The problem: The lines from the first line of the entries through the line containing "const HEADING_DISAGREEMENT_WARN: f64 = 0.05;" are to be repeated exactly, with both of those lines included.

-- Information follows --

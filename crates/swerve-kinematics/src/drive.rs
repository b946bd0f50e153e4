//! Drivetrain lifecycle: calibration, command pipeline and odometry.
//!
//! A [`SwerveDrive`] starts `Uncalibrated`. `calibrate` zeroes the heading,
//! seeds the module encoders and establishes the odometry baseline in one
//! synchronous call; until it has run every command and pose query fails with
//! `KinematicsError::NotCalibrated`.

use core::array;
use core::fmt;

use libm::fabs;
use tracing::{debug, info};

use crate::geometry::{NUM_WHEELS, WheelLocation};
use crate::hardware::{HeadingProvider, ModuleActuator};
use crate::kinematics::{SwerveKinematics, desaturate_wheel_speeds};
use crate::odometry::SwerveOdometry;
use crate::{ChassisSpeeds, KinematicsError, Pose2d, Rotation2d, WheelPosition, WheelState};

/// Per-step wheel/sensor rotation mismatch (rad) worth a debug event.
const HEADING_DISAGREEMENT_WARN: f64 = 0.05;

/// Lifecycle state of the drivetrain.
#[derive(Debug, Clone, Copy, PartialEq, Eq)]
pub enum DriveState {
    /// Sensors have not been zeroed; nothing may be commanded or read.
    Uncalibrated,
    /// Calibration done; odometry is tracking.
    Ready,
}

impl fmt::Display for DriveState {
    fn fmt(&self, f: &mut fmt::Formatter<'_>) -> fmt::Result {
        match self {
            DriveState::Uncalibrated => f.write_str("uncalibrated"),
            DriveState::Ready => f.write_str("ready"),
        }
    }
}

/// Four swerve modules, a heading sensor and the kinematics tying them together.
///
/// Owned by whatever drives the control loop and borrowed mutably once per
/// cycle; there is no global instance.
pub struct SwerveDrive<M, H> {
    modules: [M; NUM_WHEELS],
    heading: H,
    kinematics: SwerveKinematics,
    odometry: SwerveOdometry,
    max_wheel_speed: f64,
    state: DriveState,
}

impl<M, H> SwerveDrive<M, H>
where
    M: ModuleActuator,
    H: HeadingProvider,
{
    /// Assemble a drivetrain. Modules are ordered as `WheelLocation::ALL`.
    ///
    /// # Errors
    ///
    /// Returns `Err(KinematicsError::InvalidMaxSpeed)` if `max_wheel_speed` is
    /// not positive and finite.
    pub fn new(
        modules: [M; NUM_WHEELS],
        heading: H,
        kinematics: SwerveKinematics,
        max_wheel_speed: f64,
    ) -> Result<Self, KinematicsError> {
        if !(max_wheel_speed > 0.0) || !max_wheel_speed.is_finite() {
            return Err(KinematicsError::InvalidMaxSpeed(
                "must be positive and finite",
            ));
        }
        let odometry = SwerveOdometry::new(kinematics.clone());
        Ok(SwerveDrive {
            modules,
            heading,
            kinematics,
            odometry,
            max_wheel_speed,
            state: DriveState::Uncalibrated,
        })
    }

    /// Zero the heading, seed the module encoders, stop the modules and start
    /// odometry at the origin. May be called again to re-zero everything.
    pub fn calibrate(&mut self) -> Pose2d {
        self.heading.zero();
        for module in self.modules.iter_mut() {
            module.reset_encoders();
            module.stop();
        }
        for location in WheelLocation::ALL {
            let module = &self.modules[location.index()];
            debug!(
                wheel = location.name(),
                absolute = module.absolute_angle().degrees(),
                turning = module.turning_position().degrees(),
                "module encoders seeded"
            );
        }

        let positions = self.wheel_positions();
        let heading = self.heading.heading();
        self.odometry.initialize(Pose2d::default(), &positions, heading);
        self.state = DriveState::Ready;

        let pose = Pose2d::new(0.0, 0.0, heading);
        info!(%heading, "drivetrain calibrated");
        pose
    }

    /// Current lifecycle state.
    pub fn state(&self) -> DriveState {
        self.state
    }

    /// Whether `calibrate` has completed.
    pub fn is_ready(&self) -> bool {
        self.state == DriveState::Ready
    }

    fn ensure_ready(&self, action: &'static str) -> Result<(), KinematicsError> {
        match self.state {
            DriveState::Ready => Ok(()),
            DriveState::Uncalibrated => Err(KinematicsError::NotCalibrated(action)),
        }
    }

    /// Command a robot-frame chassis velocity.
    ///
    /// Wheels commanded to stop keep their measured steering angle.
    ///
    /// # Returns
    ///
    /// The desaturated, optimized states sent to the modules.
    ///
    /// # Errors
    ///
    /// Returns `Err(KinematicsError::NotCalibrated)` before `calibrate`.
    pub fn drive(
        &mut self,
        speeds: ChassisSpeeds,
    ) -> Result<[WheelState; NUM_WHEELS], KinematicsError> {
        self.ensure_ready("drive called before calibrate")?;
        let held = self.turning_positions();
        let states = self.kinematics.to_wheel_states(speeds, &held);
        self.set_wheel_states(states)
    }

    /// Command a field-relative velocity using the current sensor heading.
    ///
    /// # Errors
    ///
    /// Returns `Err(KinematicsError::NotCalibrated)` before `calibrate`.
    pub fn drive_field_relative(
        &mut self,
        vx: f64,
        vy: f64,
        omega: f64,
    ) -> Result<[WheelState; NUM_WHEELS], KinematicsError> {
        let heading = self.heading.heading();
        self.drive(ChassisSpeeds::from_field_relative(vx, vy, omega, heading))
    }

    /// Desaturate the targets, optimize each against its module's measured
    /// angle, scale its speed by the cosine of the remaining steering error and
    /// hand them to the modules.
    ///
    /// # Errors
    ///
    /// Returns `Err(KinematicsError::NotCalibrated)` before `calibrate`.
    pub fn set_wheel_states(
        &mut self,
        mut states: [WheelState; NUM_WHEELS],
    ) -> Result<[WheelState; NUM_WHEELS], KinematicsError> {
        self.ensure_ready("wheel states set before calibrate")?;
        desaturate_wheel_speeds(&mut states, self.max_wheel_speed);

        let targets: [WheelState; NUM_WHEELS] = array::from_fn(|i| {
            let current = self.modules[i].turning_position();
            states[i].optimize(current).cosine_scaled(current)
        });
        for (module, state) in self.modules.iter_mut().zip(targets) {
            module.set_desired_state(state);
        }
        Ok(targets)
    }

    /// Stop every module. Allowed in any state.
    pub fn stop(&mut self) {
        for module in self.modules.iter_mut() {
            module.stop();
        }
    }

    /// Run one odometry step from the current sensor readings.
    ///
    /// # Errors
    ///
    /// Returns `Err(KinematicsError::NotCalibrated)` before `calibrate`.
    pub fn periodic(&mut self) -> Result<Pose2d, KinematicsError> {
        self.ensure_ready("periodic called before calibrate")?;
        let positions = self.wheel_positions();
        let heading = self.heading.heading();
        let update = self.odometry.update(&positions, heading)?;
        if fabs(update.heading_disagreement()) > HEADING_DISAGREEMENT_WARN {
            debug!(
                disagreement = update.heading_disagreement(),
                "wheel rotation disagrees with heading sensor"
            );
        }
        Ok(update.pose)
    }

    /// The current pose estimate.
    ///
    /// # Errors
    ///
    /// Returns `Err(KinematicsError::NotCalibrated)` before `calibrate`.
    pub fn pose(&self) -> Result<Pose2d, KinematicsError> {
        self.ensure_ready("pose requested before calibrate")?;
        self.odometry.pose()
    }

    /// Replace the pose estimate with an external fix.
    ///
    /// # Errors
    ///
    /// Returns `Err(KinematicsError::NotCalibrated)` before `calibrate`.
    pub fn reset_pose(&mut self, pose: Pose2d) -> Result<(), KinematicsError> {
        self.ensure_ready("pose reset before calibrate")?;
        let positions = self.wheel_positions();
        self.odometry.reset_pose(pose, &positions);
        info!(%pose, "drivetrain pose reset");
        Ok(())
    }

    /// Current sensor heading.
    pub fn heading(&self) -> Rotation2d {
        self.heading.heading()
    }

    /// Current position of every wheel.
    pub fn wheel_positions(&self) -> [WheelPosition; NUM_WHEELS] {
        array::from_fn(|i| self.modules[i].position())
    }

    fn turning_positions(&self) -> [Rotation2d; NUM_WHEELS] {
        array::from_fn(|i| self.modules[i].turning_position())
    }

    /// The drivetrain's kinematics.
    pub fn kinematics(&self) -> &SwerveKinematics {
        &self.kinematics
    }

    /// Physical maximum wheel speed (m/s).
    pub fn max_wheel_speed(&self) -> f64 {
        self.max_wheel_speed
    }

    /// Borrow one module.
    pub fn module(&self, location: WheelLocation) -> &M {
        &self.modules[location.index()]
    }
}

-- Information concluded --

Task result:
filename crates/swerve-kinematics/src/drive.rs
repository b946bd0f50e153e4
//! Drivetrain lifecycle: calibration, command pipeline and odometry.
//!
//! A [`SwerveDrive`] starts `Uncalibrated`. `calibrate` zeroes the heading,
//! seeds the module encoders and establishes the odometry baseline in one
//! synchronous call; until it has run every command and pose query fails with
//! `KinematicsError::NotCalibrated`.

use core::array;
use core::fmt;

use libm::fabs;
use tracing::{debug, info};

use crate::geometry::{NUM_WHEELS, WheelLocation};
use crate::hardware::{HeadingProvider, ModuleActuator};
use crate::kinematics::{SwerveKinematics, desaturate_wheel_speeds};
use crate::odometry::SwerveOdometry;
use crate::{ChassisSpeeds, KinematicsError, Pose2d, Rotation2d, WheelPosition, WheelState};

/// Per-step wheel/sensor rotation mismatch (rad) worth a debug event.
const HEADING_DISAGREEMENT_WARN: f64 = 0.05;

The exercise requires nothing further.